== Segment start ==
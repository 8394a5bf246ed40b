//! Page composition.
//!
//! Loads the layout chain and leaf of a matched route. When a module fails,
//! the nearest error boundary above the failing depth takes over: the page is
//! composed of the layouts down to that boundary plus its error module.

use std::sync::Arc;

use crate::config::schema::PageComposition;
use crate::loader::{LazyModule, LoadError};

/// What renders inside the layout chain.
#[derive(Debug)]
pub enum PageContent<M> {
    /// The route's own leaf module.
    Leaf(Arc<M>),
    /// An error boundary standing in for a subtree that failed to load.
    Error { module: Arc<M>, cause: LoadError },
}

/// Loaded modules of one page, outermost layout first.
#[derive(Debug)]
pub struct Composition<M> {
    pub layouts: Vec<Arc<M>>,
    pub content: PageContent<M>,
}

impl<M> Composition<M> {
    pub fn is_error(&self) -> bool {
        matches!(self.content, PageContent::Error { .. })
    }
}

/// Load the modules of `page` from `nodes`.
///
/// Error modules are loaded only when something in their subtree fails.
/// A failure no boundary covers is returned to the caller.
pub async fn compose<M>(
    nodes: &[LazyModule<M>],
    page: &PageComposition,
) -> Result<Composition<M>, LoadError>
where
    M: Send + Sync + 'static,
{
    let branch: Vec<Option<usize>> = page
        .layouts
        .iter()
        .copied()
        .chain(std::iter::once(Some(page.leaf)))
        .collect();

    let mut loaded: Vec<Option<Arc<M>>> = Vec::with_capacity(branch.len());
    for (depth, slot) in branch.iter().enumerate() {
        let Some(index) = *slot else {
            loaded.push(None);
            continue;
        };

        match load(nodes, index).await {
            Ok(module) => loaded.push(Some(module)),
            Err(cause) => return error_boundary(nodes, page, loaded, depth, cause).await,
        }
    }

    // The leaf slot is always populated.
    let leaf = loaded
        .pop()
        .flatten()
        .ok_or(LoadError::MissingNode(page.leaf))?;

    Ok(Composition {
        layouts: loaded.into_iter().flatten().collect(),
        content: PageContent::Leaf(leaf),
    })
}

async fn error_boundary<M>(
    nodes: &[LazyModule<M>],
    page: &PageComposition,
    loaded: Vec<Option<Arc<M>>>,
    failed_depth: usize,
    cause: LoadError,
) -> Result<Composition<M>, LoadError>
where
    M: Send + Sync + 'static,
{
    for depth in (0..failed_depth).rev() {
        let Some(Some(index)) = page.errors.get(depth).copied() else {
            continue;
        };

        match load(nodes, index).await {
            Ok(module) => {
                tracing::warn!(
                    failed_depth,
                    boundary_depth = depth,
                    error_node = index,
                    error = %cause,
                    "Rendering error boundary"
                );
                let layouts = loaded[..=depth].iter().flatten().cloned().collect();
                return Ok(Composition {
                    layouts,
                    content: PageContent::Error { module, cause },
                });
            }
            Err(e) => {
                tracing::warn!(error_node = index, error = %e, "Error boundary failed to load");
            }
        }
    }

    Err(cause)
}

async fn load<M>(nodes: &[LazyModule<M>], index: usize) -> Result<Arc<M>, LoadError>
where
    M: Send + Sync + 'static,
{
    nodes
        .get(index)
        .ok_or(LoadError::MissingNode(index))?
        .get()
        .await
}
== Segment end ==
_WHAT YOU ARE ASKED TO DO_:
If a line in the records above has the word "await", copy it out.

_EXPECTED OUTPUT_:
        match load(nodes, index).await {
            Err(cause) => return error_boundary(nodes, page, loaded, depth, cause).await,
        match load(nodes, index).await {
        .await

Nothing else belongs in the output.